■ **Exercise prompt**: Find and copy each line of the data that includes "insert".

BEGIN Input for this task

//! Record store abstraction the pipeline reads from and writes back to.
//!
//! Records mirror spreadsheet rows: a stable id plus named cells. Cell values keep the JSON
//! shapes a spreadsheet API hands out (plain scalars, `{id}` link objects, `{name}` choices, or
//! lists of these) so snapshots and HTTP payloads stay interchangeable with exported data.

mod memory;

use std::collections::BTreeMap;
use std::sync::Arc;

use serde::{Deserialize, Serialize};

pub use memory::{MemoryRecordStore, SnapshotStore, StoreSnapshot};

/// Identifier wrapper for rows in any table.
#[derive(Debug, Clone, PartialEq, Eq, PartialOrd, Ord, Hash, Serialize, Deserialize)]
#[serde(transparent)]
pub struct RecordId(pub String);

impl RecordId {
    pub fn new(value: impl Into<String>) -> Self {
        Self(value.into())
    }

    pub fn as_str(&self) -> &str {
        &self.0
    }
}

impl std::fmt::Display for RecordId {
    fn fmt(&self, f: &mut std::fmt::Formatter<'_>) -> std::fmt::Result {
        f.write_str(&self.0)
    }
}

/// Object cell entry carrying an `id`: a link to a row in another table, or a select option
/// as scripting APIs return it (`{id, name}`).
#[derive(Debug, Clone, PartialEq, Eq, Serialize, Deserialize)]
pub struct RecordLink {
    pub id: RecordId,
    #[serde(default, skip_serializing_if = "Option::is_none")]
    pub name: Option<String>,
}

impl RecordLink {
    pub fn new(id: RecordId) -> Self {
        Self { id, name: None }
    }
}

/// Single- or multi-select option.
#[derive(Debug, Clone, PartialEq, Eq, Serialize, Deserialize)]
pub struct Choice {
    pub name: String,
}

impl Choice {
    pub fn new(name: impl Into<String>) -> Self {
        Self { name: name.into() }
    }
}

/// Cell value as stored. Variant order matters for untagged decoding: objects with an `id`
/// decode as links and keep their `name`, bare `{name}` objects decode as choices.
#[derive(Debug, Clone, PartialEq, Serialize, Deserialize)]
#[serde(untagged)]
pub enum FieldValue {
    Null,
    Bool(bool),
    Number(f64),
    Text(String),
    Link(RecordLink),
    Choice(Choice),
    List(Vec<FieldValue>),
}

impl FieldValue {
    pub fn text(value: impl Into<String>) -> Self {
        Self::Text(value.into())
    }

    pub fn choice(name: impl Into<String>) -> Self {
        Self::Choice(Choice::new(name))
    }

    pub fn links<'a>(ids: impl IntoIterator<Item = &'a RecordId>) -> Self {
        Self::List(
            ids.into_iter()
                .map(|id| Self::Link(RecordLink::new(id.clone())))
                .collect(),
        )
    }

    pub fn is_blank(&self) -> bool {
        match self {
            FieldValue::Null => true,
            FieldValue::Text(value) => value.trim().is_empty(),
            FieldValue::List(items) => items.is_empty(),
            _ => false,
        }
    }

    /// Non-blank text, or the name of a choice or named link.
    pub fn as_text(&self) -> Option<&str> {
        match self {
            FieldValue::Text(value) if !value.trim().is_empty() => Some(value.as_str()),
            FieldValue::Choice(choice) => Some(choice.name.as_str()),
            FieldValue::Link(RecordLink {
                name: Some(name), ..
            }) => Some(name.as_str()),
            _ => None,
        }
    }

    /// Numbers, or text that parses as one.
    pub fn as_number(&self) -> Option<f64> {
        match self {
            FieldValue::Number(value) => Some(*value),
            FieldValue::Text(value) => value.trim().parse::<f64>().ok(),
            _ => None,
        }
    }

    pub fn as_links(&self) -> Vec<RecordId> {
        match self {
            FieldValue::Link(link) => vec![link.id.clone()],
            FieldValue::List(items) => items
                .iter()
                .filter_map(|item| match item {
                    FieldValue::Link(link) => Some(link.id.clone()),
                    _ => None,
                })
                .collect(),
            _ => Vec::new(),
        }
    }

    /// Flattens a list of plain strings and/or `{name}` / `{id, name}` options into their names.
    pub fn as_names(&self) -> Vec<String> {
        match self {
            FieldValue::List(items) => items
                .iter()
                .filter_map(|item| item.as_text().map(str::to_string))
                .collect(),
            other => other.as_text().map(str::to_string).into_iter().collect(),
        }
    }
}

pub type Fields = BTreeMap<String, FieldValue>;

/// One row of a table.
#[derive(Debug, Clone, PartialEq, Serialize, Deserialize)]
pub struct Record {
    pub id: RecordId,
    #[serde(default)]
    pub fields: Fields,
}

impl Record {
    pub fn new(id: RecordId, fields: Fields) -> Self {
        Self { id, fields }
    }

    pub fn get(&self, field: &str) -> Option<&FieldValue> {
        self.fields.get(field)
    }

    pub fn has_value(&self, field: &str) -> bool {
        self.get(field).map(|value| !value.is_blank()).unwrap_or(false)
    }

    pub fn text(&self, field: &str) -> Option<&str> {
        self.get(field).and_then(FieldValue::as_text)
    }

    pub fn number(&self, field: &str) -> Option<f64> {
        self.get(field).and_then(FieldValue::as_number)
    }

    pub fn links(&self, field: &str) -> Vec<RecordId> {
        self.get(field).map(FieldValue::as_links).unwrap_or_default()
    }

    pub fn names(&self, field: &str) -> Vec<String> {
        self.get(field).map(FieldValue::as_names).unwrap_or_default()
    }
}

/// Minimal contract the pipeline needs from whatever backs the spreadsheet.
pub trait RecordStore: Send + Sync {
    fn list_records(&self, table: &str) -> Result<Vec<Record>, StoreError>;
    fn get_record(&self, table: &str, id: &RecordId) -> Result<Record, StoreError>;
    fn create_record(&self, table: &str, fields: Fields) -> Result<RecordId, StoreError>;
    /// Merges `fields` into the stored row; cells not named are left untouched.
    fn update_record(&self, table: &str, id: &RecordId, fields: Fields) -> Result<(), StoreError>;
}

impl<S> RecordStore for Arc<S>
where
    S: RecordStore + ?Sized,
{
    fn list_records(&self, table: &str) -> Result<Vec<Record>, StoreError> {
        (**self).list_records(table)
    }

    fn get_record(&self, table: &str, id: &RecordId) -> Result<Record, StoreError> {
        (**self).get_record(table, id)
    }

    fn create_record(&self, table: &str, fields: Fields) -> Result<RecordId, StoreError> {
        (**self).create_record(table, fields)
    }

    fn update_record(&self, table: &str, id: &RecordId, fields: Fields) -> Result<(), StoreError> {
        (**self).update_record(table, id, fields)
    }
}

/// Error enumeration for store failures.
#[derive(Debug, thiserror::Error)]
pub enum StoreError {
    #[error("record {id} not found in {table}")]
    NotFound { table: String, id: RecordId },
    #[error("store unavailable: {0}")]
    Unavailable(String),
    #[error("snapshot error: {0}")]
    Snapshot(String),
}

impl StoreError {
    pub fn is_not_found(&self) -> bool {
        matches!(self, StoreError::NotFound { .. })
    }
}

#[cfg(test)]
mod tests {
    use super::*;
    use serde_json::json;

    #[test]
    fn decodes_cell_shapes() {
        let fields: Fields = serde_json::from_value(json!({
            "Full Name": "Ada Lovelace",
            "Preferred Hourly Rate": 95.5,
            "Currency": { "name": "EUR" },
            "Application ID": [{ "id": "rec1", "name": "APP-1" }],
            "Technologies": ["Rust", { "name": "Postgres" }],
            "End Date": null,
            "Remote": true
        }))
        .expect("fields decode");

        assert_eq!(fields["Full Name"], FieldValue::text("Ada Lovelace"));
        assert_eq!(fields["Preferred Hourly Rate"], FieldValue::Number(95.5));
        assert_eq!(fields["Currency"], FieldValue::choice("EUR"));
        assert_eq!(
            fields["Application ID"].as_links(),
            vec![RecordId::new("rec1")]
        );
        assert_eq!(
            fields["Technologies"].as_names(),
            vec!["Rust".to_string(), "Postgres".to_string()]
        );
        assert_eq!(fields["End Date"], FieldValue::Null);
        assert_eq!(fields["Remote"], FieldValue::Bool(true));
    }

    #[test]
    fn accessors_treat_blank_cells_as_missing() {
        let mut fields = Fields::new();
        fields.insert("Email".to_string(), FieldValue::text("   "));
        fields.insert("Rate".to_string(), FieldValue::text("120"));
        fields.insert("Links".to_string(), FieldValue::List(Vec::new()));
        let record = Record::new(RecordId::new("rec9"), fields);

        assert_eq!(record.text("Email"), None);
        assert!(!record.has_value("Email"));
        assert_eq!(record.number("Rate"), Some(120.0));
        assert!(record.links("Links").is_empty());
        assert!(record.links("Missing").is_empty());
        assert!(record.names("Missing").is_empty());
    }

    #[test]
    fn id_bearing_options_yield_their_names() {
        let fields: Fields = serde_json::from_value(json!({
            "Technologies": [{ "id": "selA", "name": "Rust" }, { "name": "Go" }, "SQL"],
            "Currency": { "id": "selB", "name": "EUR" },
            "Applicant": [{ "id": "rec1" }]
        }))
        .expect("fields decode");
        let record = Record::new(RecordId::new("rec2"), fields);

        assert_eq!(
            record.names("Technologies"),
            vec!["Rust".to_string(), "Go".to_string(), "SQL".to_string()]
        );
        assert_eq!(record.text("Currency"), Some("EUR"));
        assert_eq!(record.text("Applicant"), None);
        assert_eq!(
            serde_json::to_value(FieldValue::links([&RecordId::new("rec1")])).expect("encodes"),
            json!([{ "id": "rec1" }])
        );
    }
}
//! Store-backed subcommands. Each run opens the snapshot file, does one job and exits.

use crate::infra::{parse_date, resolve_store_path};
use applicant_pipeline::config::AppConfig;
use applicant_pipeline::error::AppError;
use applicant_pipeline::telemetry;
use applicant_pipeline::workflows::applicants::{
    ApplicantPipelineService, ApplicantStatusView, BatchReport, RecordId, ResetScope,
    SnapshotStore,
};
use applicant_pipeline::workflows::intake::IntakeImporter;
use chrono::NaiveDate;
use clap::{Args, ValueEnum};
use std::path::PathBuf;
use std::sync::Arc;
use tracing::info;

#[derive(Args, Debug, Default)]
pub(crate) struct StoreArgs {
    /// Snapshot file holding the record store (defaults to PIPELINE_STORE_PATH, then
    /// pipeline-store.json)
    #[arg(long)]
    pub(crate) store: Option<PathBuf>,
}

#[derive(Args, Debug)]
pub(crate) struct RematerializeArgs {
    #[command(flatten)]
    pub(crate) store: StoreArgs,
    /// Applicant row whose stored document is written back
    #[arg(long)]
    pub(crate) record_id: String,
}

#[derive(Args, Debug, Default)]
pub(crate) struct ShortlistArgs {
    #[command(flatten)]
    pub(crate) store: StoreArgs,
    /// Date open-ended roles are measured to (YYYY-MM-DD). Defaults to today.
    #[arg(long, value_parser = parse_date)]
    pub(crate) as_of: Option<NaiveDate>,
}

#[derive(Debug, Clone, Copy, Default, PartialEq, Eq, ValueEnum)]
pub(crate) enum ScopeArg {
    Document,
    Classification,
    #[default]
    All,
}

impl ScopeArg {
    pub(crate) fn into_scope(self) -> ResetScope {
        match self {
            ScopeArg::Document => ResetScope::Document,
            ScopeArg::Classification => ResetScope::Classification,
            ScopeArg::All => ResetScope::All,
        }
    }
}

#[derive(Args, Debug)]
pub(crate) struct ResetArgs {
    #[command(flatten)]
    pub(crate) store: StoreArgs,
    #[arg(long)]
    pub(crate) record_id: String,
    /// Which stored results to clear
    #[arg(long, value_enum, default_value_t = ScopeArg::All)]
    pub(crate) scope: ScopeArg,
}

#[derive(Args, Debug)]
pub(crate) struct ImportArgs {
    #[command(flatten)]
    pub(crate) store: StoreArgs,
    /// Intake CSV with one row per experience entry
    pub(crate) csv: PathBuf,
}

#[derive(Args, Debug, Default)]
pub(crate) struct StatusArgs {
    #[command(flatten)]
    pub(crate) store: StoreArgs,
    /// Show a single applicant instead of the whole table
    #[arg(long)]
    pub(crate) record_id: Option<String>,
}

struct CommandContext {
    config: AppConfig,
    store: Arc<SnapshotStore>,
}

impl CommandContext {
    fn open(args: StoreArgs) -> Result<Self, AppError> {
        let config = AppConfig::load()?;
        telemetry::init(&config.telemetry)?;

        let path = resolve_store_path(args.store, config.store.snapshot_path.clone());
        let store = Arc::new(SnapshotStore::open(&path)?);
        info!(path = %path.display(), "opened record store snapshot");

        Ok(Self { config, store })
    }

    fn service(&self, as_of: Option<NaiveDate>) -> ApplicantPipelineService<SnapshotStore> {
        let service =
            ApplicantPipelineService::new(self.store.clone(), self.config.shortlist.clone());
        match as_of {
            Some(date) => service.with_evaluation_date(date),
            None => service,
        }
    }
}

pub(crate) fn run_project(args: StoreArgs) -> Result<(), AppError> {
    let context = CommandContext::open(args)?;
    let report = context.service(None).project_all()?;
    render_batch(&report);
    Ok(())
}

pub(crate) fn run_rematerialize(args: RematerializeArgs) -> Result<(), AppError> {
    let RematerializeArgs { store, record_id } = args;
    let context = CommandContext::open(store)?;
    let summary = context
        .service(None)
        .rematerialize(&RecordId::new(record_id.trim()))?;

    println!(
        "Rematerialized {}",
        summary
            .applicant_id
            .as_ref()
            .map(|id| id.0.as_str())
            .unwrap_or(record_id.as_str())
    );
    for (label, writes) in [
        ("personal", &summary.personal),
        ("experience", &summary.experience),
        ("salary", &summary.salary),
    ] {
        println!(
            "- {label}: {} created | {} updated",
            writes.created, writes.updated
        );
    }
    for warning in &summary.warnings {
        println!("  warning: {warning}");
    }
    Ok(())
}

pub(crate) fn run_shortlist(args: ShortlistArgs) -> Result<(), AppError> {
    let ShortlistArgs { store, as_of } = args;
    let context = CommandContext::open(store)?;
    let report = context.service(as_of).shortlist_all()?;
    render_batch(&report);
    Ok(())
}

pub(crate) fn run_reset(args: ResetArgs) -> Result<(), AppError> {
    let ResetArgs {
        store,
        record_id,
        scope,
    } = args;
    let context = CommandContext::open(store)?;
    let view = context
        .service(None)
        .reset(&RecordId::new(record_id.trim()), scope.into_scope())?;
    render_status(&view);
    Ok(())
}

pub(crate) fn run_import(args: ImportArgs) -> Result<(), AppError> {
    let ImportArgs { store, csv } = args;
    let context = CommandContext::open(store)?;
    let summary = IntakeImporter::default().import_path(context.store.as_ref(), &csv)?;

    println!(
        "Imported {} applicant(s) from {} ({} already present)",
        summary.imported.len(),
        csv.display(),
        summary.skipped.len()
    );
    for applicant in &summary.imported {
        println!(
            "- {} -> {} ({} experience entries)",
            applicant.applicant_id, applicant.record_id, applicant.experience
        );
    }
    for failure in &summary.failed {
        match &failure.record_id {
            Some(record_id) => println!(
                "- {} failed on {record_id}: {} (re-run the import to resume)",
                failure.applicant_id, failure.error
            ),
            None => println!("- {} failed: {}", failure.applicant_id, failure.error),
        }
    }
    for warning in &summary.warnings {
        println!("  warning: {warning}");
    }
    Ok(())
}

pub(crate) fn run_status(args: StatusArgs) -> Result<(), AppError> {
    let StatusArgs { store, record_id } = args;
    let context = CommandContext::open(store)?;
    let service = context.service(None);

    let views = match record_id {
        Some(record_id) => vec![service.status(&RecordId::new(record_id.trim()))?],
        None => service.statuses()?,
    };
    if views.is_empty() {
        println!("No applicants in the store");
    }
    for view in &views {
        render_status(view);
    }
    Ok(())
}

pub(crate) fn render_batch(report: &BatchReport) {
    println!(
        "{}: {} completed | {} skipped | {} failed",
        report.job, report.completed, report.skipped, report.failed
    );
    for item in &report.items {
        println!("  - {} {:?}: {}", item.record_id, item.status, item.detail);
    }
}

pub(crate) fn render_status(view: &ApplicantStatusView) {
    let status = view
        .status
        .map(|status| status.label())
        .unwrap_or("Unclassified");
    println!(
        "{} ({}) | projected: {} | {}",
        view.applicant_id.as_deref().unwrap_or("<no Application ID>"),
        view.record_id,
        if view.projected { "yes" } else { "no" },
        status
    );
    if let Some(rationale) = &view.rationale {
        println!("  {rationale}");
    }
}
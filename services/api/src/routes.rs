use crate::infra::AppState;
use applicant_pipeline::workflows::applicants::{
    pipeline_router, ApplicantPipelineService, RecordStore,
};
use axum::http::{header, StatusCode};
use axum::response::IntoResponse;
use axum::Extension;
use axum::Json;
use serde_json::json;
use std::sync::Arc;

pub(crate) fn with_pipeline_routes<S>(service: Arc<ApplicantPipelineService<S>>) -> axum::Router
where
    S: RecordStore + 'static,
{
    pipeline_router(service)
        .route("/health", axum::routing::get(healthcheck))
        .route("/ready", axum::routing::get(readiness_endpoint))
        .route("/metrics", axum::routing::get(metrics_endpoint))
}

pub(crate) async fn healthcheck() -> Json<serde_json::Value> {
    Json(json!({ "status": "ok" }))
}

pub(crate) async fn readiness_endpoint(Extension(state): Extension<AppState>) -> impl IntoResponse {
    let ready = state.readiness.load(std::sync::atomic::Ordering::Relaxed);
    let status = if ready {
        StatusCode::OK
    } else {
        StatusCode::SERVICE_UNAVAILABLE
    };

    let payload = if ready {
        json!({ "status": "ready" })
    } else {
        json!({ "status": "initializing" })
    };

    (status, Json(payload))
}

pub(crate) async fn metrics_endpoint(Extension(state): Extension<AppState>) -> impl IntoResponse {
    (
        StatusCode::OK,
        [(header::CONTENT_TYPE, "text/plain; version=0.0.4")],
        state.metrics.render(),
    )
}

END Input for this task

■ **Expected answer**:
        fields.insert("Email".to_string(), FieldValue::text("   "));
        fields.insert("Rate".to_string(), FieldValue::text("120"));
        fields.insert("Links".to_string(), FieldValue::List(Vec::new()));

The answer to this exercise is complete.